Stored data >>
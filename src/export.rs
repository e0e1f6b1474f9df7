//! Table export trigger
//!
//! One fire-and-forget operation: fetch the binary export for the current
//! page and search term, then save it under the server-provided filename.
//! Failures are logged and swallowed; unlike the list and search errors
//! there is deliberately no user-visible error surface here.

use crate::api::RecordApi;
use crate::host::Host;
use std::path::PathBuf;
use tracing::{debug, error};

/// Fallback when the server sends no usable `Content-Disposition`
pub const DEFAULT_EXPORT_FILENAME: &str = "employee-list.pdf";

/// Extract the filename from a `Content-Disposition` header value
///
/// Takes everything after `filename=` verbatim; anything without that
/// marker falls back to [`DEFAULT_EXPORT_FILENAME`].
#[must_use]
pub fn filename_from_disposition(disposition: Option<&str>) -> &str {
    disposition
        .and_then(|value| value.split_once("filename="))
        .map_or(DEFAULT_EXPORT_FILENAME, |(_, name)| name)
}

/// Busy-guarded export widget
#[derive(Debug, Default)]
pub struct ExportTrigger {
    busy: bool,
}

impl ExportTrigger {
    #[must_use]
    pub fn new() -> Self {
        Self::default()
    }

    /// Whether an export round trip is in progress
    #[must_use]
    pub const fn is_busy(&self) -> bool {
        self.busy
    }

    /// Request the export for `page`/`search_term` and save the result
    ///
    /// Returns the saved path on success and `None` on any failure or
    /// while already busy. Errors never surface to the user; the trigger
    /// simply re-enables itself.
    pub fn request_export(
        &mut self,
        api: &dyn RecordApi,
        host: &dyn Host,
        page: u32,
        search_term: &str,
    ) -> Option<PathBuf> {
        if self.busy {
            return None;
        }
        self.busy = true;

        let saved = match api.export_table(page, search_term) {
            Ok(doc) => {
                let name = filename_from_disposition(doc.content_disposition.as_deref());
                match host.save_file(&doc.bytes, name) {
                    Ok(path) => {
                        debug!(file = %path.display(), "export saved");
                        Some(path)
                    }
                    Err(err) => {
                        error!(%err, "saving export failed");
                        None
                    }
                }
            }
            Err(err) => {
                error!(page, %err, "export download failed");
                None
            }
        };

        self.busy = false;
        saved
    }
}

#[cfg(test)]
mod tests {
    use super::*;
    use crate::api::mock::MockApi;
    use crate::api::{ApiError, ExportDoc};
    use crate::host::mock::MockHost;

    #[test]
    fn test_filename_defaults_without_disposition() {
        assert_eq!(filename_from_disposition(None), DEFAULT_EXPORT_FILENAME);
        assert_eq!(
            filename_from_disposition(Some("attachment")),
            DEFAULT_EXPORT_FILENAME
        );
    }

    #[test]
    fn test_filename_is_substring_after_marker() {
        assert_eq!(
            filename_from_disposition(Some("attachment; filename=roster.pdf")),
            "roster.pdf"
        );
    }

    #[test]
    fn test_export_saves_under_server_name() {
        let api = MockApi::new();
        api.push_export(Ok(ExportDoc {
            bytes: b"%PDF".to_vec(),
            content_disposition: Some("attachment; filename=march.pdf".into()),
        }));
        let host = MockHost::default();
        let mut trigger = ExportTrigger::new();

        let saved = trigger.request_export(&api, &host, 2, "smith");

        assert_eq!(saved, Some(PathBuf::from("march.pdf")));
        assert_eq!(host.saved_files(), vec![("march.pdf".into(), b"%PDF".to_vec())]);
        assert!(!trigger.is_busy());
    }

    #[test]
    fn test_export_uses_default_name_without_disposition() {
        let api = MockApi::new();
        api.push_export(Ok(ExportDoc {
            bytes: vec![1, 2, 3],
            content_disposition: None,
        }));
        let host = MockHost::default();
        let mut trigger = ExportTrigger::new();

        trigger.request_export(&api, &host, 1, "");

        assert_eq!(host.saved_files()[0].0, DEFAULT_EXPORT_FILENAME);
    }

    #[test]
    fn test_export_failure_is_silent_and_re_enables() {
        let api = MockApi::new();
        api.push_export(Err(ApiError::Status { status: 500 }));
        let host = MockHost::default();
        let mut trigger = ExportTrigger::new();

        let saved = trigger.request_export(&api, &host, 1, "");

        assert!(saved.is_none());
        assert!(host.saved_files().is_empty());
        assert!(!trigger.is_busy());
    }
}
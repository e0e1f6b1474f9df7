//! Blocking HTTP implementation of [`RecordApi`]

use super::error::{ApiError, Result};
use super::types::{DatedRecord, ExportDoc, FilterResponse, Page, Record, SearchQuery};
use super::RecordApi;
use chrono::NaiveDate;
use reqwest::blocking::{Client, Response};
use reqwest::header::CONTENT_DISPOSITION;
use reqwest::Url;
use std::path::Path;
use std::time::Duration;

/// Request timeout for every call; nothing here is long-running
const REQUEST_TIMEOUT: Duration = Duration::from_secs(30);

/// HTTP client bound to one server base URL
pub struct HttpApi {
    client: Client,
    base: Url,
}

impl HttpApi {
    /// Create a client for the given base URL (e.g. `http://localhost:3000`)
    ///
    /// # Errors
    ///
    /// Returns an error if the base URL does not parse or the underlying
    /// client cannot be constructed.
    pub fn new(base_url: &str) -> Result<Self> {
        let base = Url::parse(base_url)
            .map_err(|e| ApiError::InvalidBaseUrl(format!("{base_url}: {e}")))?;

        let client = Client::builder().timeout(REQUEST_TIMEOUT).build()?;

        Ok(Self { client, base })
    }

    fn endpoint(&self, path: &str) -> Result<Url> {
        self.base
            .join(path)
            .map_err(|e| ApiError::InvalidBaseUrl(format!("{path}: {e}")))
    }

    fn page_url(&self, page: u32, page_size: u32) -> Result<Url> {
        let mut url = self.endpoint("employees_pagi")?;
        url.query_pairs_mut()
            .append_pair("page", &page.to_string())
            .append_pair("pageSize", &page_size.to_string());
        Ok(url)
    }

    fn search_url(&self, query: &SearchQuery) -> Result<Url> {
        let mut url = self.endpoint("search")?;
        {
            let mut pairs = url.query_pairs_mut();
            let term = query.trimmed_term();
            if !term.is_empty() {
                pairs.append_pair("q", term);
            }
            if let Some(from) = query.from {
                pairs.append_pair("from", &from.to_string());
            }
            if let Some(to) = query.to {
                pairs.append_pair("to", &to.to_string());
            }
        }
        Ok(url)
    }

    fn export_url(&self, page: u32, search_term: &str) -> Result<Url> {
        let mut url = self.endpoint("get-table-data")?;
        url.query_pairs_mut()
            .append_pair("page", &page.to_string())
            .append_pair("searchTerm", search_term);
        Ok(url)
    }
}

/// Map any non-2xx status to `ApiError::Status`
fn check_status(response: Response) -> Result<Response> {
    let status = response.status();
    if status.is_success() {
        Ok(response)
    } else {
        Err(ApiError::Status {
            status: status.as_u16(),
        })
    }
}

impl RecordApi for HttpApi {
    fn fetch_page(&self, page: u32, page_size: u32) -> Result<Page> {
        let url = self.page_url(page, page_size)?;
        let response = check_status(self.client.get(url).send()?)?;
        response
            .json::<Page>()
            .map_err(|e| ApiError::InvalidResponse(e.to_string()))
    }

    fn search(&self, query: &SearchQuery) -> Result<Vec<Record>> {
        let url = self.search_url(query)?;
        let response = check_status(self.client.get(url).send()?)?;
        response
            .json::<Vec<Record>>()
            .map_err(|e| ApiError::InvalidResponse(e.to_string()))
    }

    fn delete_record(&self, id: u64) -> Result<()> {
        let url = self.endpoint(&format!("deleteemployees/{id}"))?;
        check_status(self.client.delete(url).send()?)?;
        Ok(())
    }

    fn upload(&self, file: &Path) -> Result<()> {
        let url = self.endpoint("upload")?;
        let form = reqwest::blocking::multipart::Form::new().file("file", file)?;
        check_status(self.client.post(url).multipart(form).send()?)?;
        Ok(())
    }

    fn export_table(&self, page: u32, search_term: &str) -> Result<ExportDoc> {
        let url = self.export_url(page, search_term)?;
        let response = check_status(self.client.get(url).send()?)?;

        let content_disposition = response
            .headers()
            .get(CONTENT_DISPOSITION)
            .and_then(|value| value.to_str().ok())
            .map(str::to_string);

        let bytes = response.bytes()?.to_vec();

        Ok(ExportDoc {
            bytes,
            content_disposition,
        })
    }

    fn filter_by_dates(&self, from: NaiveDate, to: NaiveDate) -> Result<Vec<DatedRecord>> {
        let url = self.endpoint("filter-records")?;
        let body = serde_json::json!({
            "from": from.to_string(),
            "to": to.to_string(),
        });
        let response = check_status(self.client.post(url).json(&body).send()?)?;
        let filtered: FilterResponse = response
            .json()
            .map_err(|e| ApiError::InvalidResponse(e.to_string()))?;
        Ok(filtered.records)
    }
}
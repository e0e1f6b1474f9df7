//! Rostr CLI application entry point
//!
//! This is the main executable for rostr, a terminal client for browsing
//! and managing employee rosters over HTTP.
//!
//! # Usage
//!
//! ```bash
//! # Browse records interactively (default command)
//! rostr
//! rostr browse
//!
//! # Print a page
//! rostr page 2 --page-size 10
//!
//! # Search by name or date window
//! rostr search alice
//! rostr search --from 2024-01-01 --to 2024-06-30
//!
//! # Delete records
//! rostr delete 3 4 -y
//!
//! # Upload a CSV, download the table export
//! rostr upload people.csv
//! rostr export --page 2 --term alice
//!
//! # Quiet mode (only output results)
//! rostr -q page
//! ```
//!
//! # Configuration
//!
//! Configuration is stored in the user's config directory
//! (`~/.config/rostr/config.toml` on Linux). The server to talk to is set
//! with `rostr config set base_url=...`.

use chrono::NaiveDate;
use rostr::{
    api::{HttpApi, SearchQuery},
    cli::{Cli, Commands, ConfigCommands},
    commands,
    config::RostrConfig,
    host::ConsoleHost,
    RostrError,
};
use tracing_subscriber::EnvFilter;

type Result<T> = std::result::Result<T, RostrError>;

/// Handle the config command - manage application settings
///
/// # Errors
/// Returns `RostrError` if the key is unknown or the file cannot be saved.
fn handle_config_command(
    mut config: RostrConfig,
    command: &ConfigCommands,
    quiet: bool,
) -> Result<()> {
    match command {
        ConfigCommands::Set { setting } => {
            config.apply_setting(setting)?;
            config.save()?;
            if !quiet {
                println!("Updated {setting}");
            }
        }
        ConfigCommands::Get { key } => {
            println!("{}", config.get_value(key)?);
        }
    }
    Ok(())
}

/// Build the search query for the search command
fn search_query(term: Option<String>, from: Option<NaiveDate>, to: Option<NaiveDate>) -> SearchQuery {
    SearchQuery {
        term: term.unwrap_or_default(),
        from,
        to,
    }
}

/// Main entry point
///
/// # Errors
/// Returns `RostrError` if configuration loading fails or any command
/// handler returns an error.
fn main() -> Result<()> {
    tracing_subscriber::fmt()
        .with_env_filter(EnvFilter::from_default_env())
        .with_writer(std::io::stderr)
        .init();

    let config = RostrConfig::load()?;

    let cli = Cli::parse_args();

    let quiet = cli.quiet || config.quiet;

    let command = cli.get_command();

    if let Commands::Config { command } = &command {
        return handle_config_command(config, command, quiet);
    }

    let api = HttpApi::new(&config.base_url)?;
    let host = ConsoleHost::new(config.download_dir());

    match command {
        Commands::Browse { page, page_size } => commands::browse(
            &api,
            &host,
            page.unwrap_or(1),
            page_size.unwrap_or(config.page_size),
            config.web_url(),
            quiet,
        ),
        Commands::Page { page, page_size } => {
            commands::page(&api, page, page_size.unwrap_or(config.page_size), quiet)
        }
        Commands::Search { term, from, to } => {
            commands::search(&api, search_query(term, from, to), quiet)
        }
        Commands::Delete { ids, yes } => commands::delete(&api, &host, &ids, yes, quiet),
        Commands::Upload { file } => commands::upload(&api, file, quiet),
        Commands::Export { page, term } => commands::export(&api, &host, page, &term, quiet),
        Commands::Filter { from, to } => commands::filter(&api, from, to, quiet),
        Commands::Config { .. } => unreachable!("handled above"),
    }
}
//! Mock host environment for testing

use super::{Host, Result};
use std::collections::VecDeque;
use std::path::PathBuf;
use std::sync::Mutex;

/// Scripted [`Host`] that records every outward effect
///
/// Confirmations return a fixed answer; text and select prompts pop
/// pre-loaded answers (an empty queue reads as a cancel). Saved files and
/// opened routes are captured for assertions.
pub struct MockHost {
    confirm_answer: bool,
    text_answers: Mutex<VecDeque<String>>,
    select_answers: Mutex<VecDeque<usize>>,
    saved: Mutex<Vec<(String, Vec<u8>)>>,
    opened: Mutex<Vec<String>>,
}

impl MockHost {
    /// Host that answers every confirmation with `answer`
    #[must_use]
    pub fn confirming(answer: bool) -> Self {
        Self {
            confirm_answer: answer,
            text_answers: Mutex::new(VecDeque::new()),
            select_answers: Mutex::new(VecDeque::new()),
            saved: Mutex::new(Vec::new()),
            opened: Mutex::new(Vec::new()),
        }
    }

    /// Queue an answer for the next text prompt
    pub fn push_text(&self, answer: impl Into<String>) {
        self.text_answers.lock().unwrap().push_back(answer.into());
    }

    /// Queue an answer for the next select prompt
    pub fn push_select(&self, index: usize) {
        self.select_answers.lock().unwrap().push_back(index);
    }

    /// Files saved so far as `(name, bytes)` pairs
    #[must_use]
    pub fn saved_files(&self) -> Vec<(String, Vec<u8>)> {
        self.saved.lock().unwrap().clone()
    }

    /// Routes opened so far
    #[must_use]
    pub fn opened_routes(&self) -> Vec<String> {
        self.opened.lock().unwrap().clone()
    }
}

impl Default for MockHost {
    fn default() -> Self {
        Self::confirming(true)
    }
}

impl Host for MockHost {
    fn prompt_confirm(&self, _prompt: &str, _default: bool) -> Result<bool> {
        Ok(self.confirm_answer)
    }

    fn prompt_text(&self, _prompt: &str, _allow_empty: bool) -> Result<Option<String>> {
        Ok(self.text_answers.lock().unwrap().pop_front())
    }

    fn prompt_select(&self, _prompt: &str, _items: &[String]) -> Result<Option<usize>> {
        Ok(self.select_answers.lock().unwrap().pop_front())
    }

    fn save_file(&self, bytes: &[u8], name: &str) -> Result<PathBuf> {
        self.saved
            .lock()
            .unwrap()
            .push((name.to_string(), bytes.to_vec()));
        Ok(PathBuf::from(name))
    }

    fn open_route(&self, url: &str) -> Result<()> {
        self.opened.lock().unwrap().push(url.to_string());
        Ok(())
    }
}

Exercise goal >> Only lines holding the word "ExportDoc" belong in the answer; copy all of them from the records.

Answer for this exercise >>
    use crate::api::{ApiError, ExportDoc};
        api.push_export(Ok(ExportDoc {
        api.push_export(Ok(ExportDoc {
use super::types::{DatedRecord, ExportDoc, FilterResponse, Page, Record, SearchQuery};
    fn export_table(&self, page: u32, search_term: &str) -> Result<ExportDoc> {
        Ok(ExportDoc {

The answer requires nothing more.